__MATERIAL PROVIDED__

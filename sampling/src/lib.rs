pub mod distributions;
pub mod source;
use sampling::{distributions, source::Source};

use crate::{Torus32, dtot32};

pub trait FillUniform {
    /// Fills with values uniform over the torus.
    fn fill_uniform(&mut self, source: &mut Source);
}

pub trait FillBinary {
    /// Fills with independent uniform bits.
    fn fill_binary(&mut self, source: &mut Source);
}

pub trait AddNormal {
    /// Adds a rounded normal sample of standard deviation `sigma` (in torus
    /// units) to every coefficient.
    fn add_normal(&mut self, source: &mut Source, sigma: f64);
}

impl FillUniform for [Torus32] {
    fn fill_uniform(&mut self, source: &mut Source) {
        distributions::fill_uniform_i32(source, self);
    }
}

impl FillBinary for [i32] {
    fn fill_binary(&mut self, source: &mut Source) {
        distributions::fill_binary(source, self);
    }
}

impl AddNormal for [Torus32] {
    fn add_normal(&mut self, source: &mut Source, sigma: f64) {
        self.iter_mut()
            .for_each(|x| *x = x.wrapping_add(dtot32(source.next_normal(sigma))));
    }
}

/// `message` plus a rounded normal sample of standard deviation `sigma`.
pub fn gaussian_torus32(source: &mut Source, message: Torus32, sigma: f64) -> Torus32 {
    message.wrapping_add(dtot32(source.next_normal(sigma)))
}

#[cfg(test)]
mod tests {
    use super::*;
    use crate::t32tod;

    #[test]
    fn add_normal_is_centered_on_message() {
        let mut source: Source = Source::new([0u8; 32]);
        let message: Torus32 = 1 << 29;
        let mut x: Vec<Torus32> = vec![message; 2048];
        x.add_normal(&mut source, 1e-4);
        let mean: f64 = x.iter().map(|v| t32tod(v.wrapping_sub(message))).sum::<f64>() / x.len() as f64;
        assert!(mean.abs() < 1e-5, "{mean}");
        assert!(x.iter().all(|v| t32tod(v.wrapping_sub(message)).abs() < 1e-3));
        assert_eq!(gaussian_torus32(&mut source, message, 0.0), message);
    }
}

__WHAT THE EXERCISE ASKS__
Within the records above, the line carrying "let mean: f64" starts the range and the last line ends it. Set down that range exactly.

__WRITTEN REPLY__
        let mean: f64 = x.iter().map(|v| t32tod(v.wrapping_sub(message))).sum::<f64>() / x.len() as f64;
        assert!(mean.abs() < 1e-5, "{mean}");
        assert!(x.iter().all(|v| t32tod(v.wrapping_sub(message)).abs() < 1e-3));
        assert_eq!(gaussian_torus32(&mut source, message, 0.0), message);
    }
}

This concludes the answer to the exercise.